Go to the line containing "fn from(paths: [&str;" in the records below and print it and every following line exactly, on through the line containing "fn normalize(suffix: &str)", then stop.

-.-.-

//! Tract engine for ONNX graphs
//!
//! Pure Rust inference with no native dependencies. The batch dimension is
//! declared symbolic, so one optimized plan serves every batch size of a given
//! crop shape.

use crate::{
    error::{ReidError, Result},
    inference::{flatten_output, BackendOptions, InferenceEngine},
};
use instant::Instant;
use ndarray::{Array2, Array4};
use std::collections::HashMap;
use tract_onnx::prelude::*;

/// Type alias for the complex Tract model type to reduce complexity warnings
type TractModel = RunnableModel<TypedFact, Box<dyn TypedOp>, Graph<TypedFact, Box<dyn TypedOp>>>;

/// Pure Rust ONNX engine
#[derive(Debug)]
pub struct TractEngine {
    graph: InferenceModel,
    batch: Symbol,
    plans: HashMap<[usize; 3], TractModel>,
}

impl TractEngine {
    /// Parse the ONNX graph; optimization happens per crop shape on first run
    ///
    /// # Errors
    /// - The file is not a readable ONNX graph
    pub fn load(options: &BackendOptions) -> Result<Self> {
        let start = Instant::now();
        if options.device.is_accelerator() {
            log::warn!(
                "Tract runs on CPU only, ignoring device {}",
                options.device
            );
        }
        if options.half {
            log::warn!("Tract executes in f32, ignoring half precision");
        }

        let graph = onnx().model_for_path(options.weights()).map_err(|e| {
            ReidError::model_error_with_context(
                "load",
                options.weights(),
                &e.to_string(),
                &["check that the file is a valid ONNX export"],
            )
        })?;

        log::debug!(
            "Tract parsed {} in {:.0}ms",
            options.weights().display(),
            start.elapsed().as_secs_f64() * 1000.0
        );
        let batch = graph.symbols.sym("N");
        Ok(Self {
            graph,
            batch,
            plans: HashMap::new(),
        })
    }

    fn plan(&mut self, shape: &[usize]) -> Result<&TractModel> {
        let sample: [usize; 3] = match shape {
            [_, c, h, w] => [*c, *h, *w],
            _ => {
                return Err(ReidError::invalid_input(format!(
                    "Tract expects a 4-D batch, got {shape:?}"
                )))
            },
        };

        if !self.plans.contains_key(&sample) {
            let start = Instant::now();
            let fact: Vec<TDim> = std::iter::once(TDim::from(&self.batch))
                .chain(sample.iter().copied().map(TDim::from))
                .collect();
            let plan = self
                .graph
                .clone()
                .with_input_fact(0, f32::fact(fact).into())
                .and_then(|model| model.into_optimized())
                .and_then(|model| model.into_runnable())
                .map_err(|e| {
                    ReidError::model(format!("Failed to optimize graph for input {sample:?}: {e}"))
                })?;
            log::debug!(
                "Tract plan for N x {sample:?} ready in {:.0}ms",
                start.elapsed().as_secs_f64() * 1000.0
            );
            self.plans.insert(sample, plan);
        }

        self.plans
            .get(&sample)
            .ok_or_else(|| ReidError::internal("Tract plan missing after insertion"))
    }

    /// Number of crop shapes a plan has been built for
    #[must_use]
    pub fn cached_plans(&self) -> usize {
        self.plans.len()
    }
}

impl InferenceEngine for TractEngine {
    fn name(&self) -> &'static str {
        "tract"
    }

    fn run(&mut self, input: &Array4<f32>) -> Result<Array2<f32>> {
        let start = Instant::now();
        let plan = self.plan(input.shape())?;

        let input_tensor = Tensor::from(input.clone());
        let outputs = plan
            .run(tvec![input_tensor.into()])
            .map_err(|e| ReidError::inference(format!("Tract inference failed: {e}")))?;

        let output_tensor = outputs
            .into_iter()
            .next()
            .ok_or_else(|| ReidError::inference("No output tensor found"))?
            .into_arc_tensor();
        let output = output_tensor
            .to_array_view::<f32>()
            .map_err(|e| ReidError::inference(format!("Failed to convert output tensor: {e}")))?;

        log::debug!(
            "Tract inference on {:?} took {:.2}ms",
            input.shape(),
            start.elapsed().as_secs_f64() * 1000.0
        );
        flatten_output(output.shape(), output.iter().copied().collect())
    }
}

-.-.-

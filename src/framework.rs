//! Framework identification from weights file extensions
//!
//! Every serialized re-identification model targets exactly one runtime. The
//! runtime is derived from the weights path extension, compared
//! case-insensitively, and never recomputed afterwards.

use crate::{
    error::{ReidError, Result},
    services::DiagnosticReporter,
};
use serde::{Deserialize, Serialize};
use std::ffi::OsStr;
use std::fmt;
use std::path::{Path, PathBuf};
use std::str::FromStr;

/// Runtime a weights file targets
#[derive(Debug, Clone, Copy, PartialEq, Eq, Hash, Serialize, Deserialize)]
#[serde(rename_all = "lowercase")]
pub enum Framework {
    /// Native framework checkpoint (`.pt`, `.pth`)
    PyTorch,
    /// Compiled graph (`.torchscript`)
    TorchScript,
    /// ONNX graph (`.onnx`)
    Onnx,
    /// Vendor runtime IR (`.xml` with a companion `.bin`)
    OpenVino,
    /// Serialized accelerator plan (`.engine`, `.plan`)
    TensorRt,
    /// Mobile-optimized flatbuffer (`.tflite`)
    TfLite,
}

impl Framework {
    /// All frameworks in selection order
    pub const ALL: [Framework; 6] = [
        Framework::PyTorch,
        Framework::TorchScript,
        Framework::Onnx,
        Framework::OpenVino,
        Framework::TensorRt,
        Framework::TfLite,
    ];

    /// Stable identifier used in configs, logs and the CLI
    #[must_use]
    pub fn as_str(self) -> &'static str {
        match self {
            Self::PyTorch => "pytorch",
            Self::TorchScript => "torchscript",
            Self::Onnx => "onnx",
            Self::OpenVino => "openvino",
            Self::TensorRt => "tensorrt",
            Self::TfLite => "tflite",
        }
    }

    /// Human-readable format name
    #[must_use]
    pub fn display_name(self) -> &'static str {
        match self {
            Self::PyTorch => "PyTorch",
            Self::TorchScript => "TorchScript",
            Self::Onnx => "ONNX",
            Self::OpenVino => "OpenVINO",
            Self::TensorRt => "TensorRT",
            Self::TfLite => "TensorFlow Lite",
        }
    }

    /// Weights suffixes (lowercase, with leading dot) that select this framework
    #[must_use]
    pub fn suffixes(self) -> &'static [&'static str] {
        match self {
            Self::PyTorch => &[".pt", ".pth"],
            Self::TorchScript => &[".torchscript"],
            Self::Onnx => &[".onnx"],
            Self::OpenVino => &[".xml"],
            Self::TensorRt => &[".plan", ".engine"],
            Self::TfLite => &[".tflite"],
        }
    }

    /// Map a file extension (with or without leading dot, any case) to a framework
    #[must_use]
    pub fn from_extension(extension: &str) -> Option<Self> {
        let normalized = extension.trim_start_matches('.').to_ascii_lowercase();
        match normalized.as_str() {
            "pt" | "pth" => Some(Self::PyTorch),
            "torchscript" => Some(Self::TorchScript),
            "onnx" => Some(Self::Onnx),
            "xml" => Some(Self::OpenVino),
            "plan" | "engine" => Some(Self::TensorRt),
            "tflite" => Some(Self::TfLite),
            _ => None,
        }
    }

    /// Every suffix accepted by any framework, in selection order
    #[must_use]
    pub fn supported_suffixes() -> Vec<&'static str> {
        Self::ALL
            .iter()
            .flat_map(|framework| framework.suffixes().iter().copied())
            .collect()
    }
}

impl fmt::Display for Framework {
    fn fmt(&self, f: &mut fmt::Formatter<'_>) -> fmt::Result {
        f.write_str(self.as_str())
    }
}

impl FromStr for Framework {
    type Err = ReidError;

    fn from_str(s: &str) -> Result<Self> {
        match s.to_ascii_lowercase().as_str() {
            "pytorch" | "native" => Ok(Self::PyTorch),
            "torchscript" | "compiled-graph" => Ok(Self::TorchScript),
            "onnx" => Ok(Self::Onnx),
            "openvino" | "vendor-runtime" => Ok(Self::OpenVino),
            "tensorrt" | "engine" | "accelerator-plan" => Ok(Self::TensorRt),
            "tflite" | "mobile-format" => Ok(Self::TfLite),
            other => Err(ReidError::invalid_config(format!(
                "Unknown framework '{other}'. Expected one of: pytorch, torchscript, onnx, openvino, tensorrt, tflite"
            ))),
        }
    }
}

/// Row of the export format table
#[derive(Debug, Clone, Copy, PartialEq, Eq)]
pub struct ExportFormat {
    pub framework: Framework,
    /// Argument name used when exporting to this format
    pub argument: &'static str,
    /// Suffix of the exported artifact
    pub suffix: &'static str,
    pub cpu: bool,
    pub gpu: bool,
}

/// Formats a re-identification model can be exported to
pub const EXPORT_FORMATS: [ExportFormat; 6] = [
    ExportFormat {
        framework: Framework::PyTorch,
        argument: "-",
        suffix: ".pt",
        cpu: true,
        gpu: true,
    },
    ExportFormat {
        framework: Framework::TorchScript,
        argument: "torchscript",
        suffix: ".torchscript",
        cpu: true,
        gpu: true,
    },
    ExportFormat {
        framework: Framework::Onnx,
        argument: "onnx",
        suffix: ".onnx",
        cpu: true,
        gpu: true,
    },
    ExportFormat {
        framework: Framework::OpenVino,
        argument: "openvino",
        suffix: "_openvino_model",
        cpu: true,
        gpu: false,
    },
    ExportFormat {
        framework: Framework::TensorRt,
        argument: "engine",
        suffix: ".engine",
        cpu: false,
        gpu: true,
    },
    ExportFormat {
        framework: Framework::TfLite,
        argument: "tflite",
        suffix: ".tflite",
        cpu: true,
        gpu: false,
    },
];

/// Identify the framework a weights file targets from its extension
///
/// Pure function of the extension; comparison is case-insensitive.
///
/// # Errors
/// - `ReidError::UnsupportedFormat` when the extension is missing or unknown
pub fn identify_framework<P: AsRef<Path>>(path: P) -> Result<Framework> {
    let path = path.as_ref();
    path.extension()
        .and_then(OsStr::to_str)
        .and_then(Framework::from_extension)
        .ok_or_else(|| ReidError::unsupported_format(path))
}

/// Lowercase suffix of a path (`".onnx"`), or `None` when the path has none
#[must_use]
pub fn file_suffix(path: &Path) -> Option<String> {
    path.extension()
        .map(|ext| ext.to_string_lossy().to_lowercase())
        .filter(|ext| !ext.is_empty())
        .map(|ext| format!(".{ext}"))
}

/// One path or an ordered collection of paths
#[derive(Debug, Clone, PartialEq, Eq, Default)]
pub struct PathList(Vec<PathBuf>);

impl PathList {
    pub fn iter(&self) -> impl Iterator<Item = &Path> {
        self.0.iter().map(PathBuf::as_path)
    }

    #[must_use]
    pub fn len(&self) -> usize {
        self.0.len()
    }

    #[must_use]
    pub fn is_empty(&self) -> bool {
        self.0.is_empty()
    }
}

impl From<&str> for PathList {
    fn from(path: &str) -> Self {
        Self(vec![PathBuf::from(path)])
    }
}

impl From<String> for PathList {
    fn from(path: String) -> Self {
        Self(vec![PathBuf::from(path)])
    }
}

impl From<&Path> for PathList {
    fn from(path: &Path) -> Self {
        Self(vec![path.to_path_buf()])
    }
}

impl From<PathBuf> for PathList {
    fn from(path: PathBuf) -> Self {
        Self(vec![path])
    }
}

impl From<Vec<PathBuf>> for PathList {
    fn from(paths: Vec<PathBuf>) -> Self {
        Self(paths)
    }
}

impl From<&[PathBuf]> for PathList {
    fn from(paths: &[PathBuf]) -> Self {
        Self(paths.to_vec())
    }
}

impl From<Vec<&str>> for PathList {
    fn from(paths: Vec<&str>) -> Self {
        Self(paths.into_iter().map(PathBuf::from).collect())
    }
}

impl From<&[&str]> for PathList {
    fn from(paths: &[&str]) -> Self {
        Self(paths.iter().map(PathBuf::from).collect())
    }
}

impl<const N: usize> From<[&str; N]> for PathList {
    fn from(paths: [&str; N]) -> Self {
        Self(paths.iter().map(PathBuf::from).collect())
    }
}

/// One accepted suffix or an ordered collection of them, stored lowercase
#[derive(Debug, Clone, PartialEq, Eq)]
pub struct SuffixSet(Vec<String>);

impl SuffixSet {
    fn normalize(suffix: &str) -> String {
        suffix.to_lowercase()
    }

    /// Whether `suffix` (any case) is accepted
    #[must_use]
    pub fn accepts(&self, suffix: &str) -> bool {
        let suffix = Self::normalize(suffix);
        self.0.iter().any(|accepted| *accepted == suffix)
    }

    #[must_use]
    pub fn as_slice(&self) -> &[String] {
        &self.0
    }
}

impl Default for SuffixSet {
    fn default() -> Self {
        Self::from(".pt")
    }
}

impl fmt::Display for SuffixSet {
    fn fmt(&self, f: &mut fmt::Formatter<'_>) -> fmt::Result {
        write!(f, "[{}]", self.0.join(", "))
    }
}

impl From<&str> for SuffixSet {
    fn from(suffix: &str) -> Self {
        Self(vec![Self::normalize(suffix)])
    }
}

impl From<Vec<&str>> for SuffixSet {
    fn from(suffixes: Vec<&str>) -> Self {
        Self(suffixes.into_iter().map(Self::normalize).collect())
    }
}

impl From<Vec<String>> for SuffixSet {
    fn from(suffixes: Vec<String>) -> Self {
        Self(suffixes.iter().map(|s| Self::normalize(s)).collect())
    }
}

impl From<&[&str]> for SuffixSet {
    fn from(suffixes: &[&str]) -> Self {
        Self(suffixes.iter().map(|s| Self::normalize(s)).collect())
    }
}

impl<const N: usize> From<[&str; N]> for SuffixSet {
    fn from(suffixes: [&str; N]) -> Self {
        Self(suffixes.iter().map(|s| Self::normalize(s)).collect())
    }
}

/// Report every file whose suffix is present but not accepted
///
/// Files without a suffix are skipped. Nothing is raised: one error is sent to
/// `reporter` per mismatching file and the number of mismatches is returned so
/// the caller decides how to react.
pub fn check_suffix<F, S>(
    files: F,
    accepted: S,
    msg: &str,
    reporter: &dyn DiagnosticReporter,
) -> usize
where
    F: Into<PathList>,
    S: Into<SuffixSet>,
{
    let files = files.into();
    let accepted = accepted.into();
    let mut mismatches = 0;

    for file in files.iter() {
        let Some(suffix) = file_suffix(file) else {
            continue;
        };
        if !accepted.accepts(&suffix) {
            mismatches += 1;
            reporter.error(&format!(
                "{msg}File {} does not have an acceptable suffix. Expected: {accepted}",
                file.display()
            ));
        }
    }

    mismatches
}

-.-.-

** EXPECTED ANSWER **
    fn from(paths: [&str; N]) -> Self {
        Self(paths.iter().map(PathBuf::from).collect())
    }
}

/// One accepted suffix or an ordered collection of them, stored lowercase
#[derive(Debug, Clone, PartialEq, Eq)]
pub struct SuffixSet(Vec<String>);

impl SuffixSet {
    fn normalize(suffix: &str) -> String {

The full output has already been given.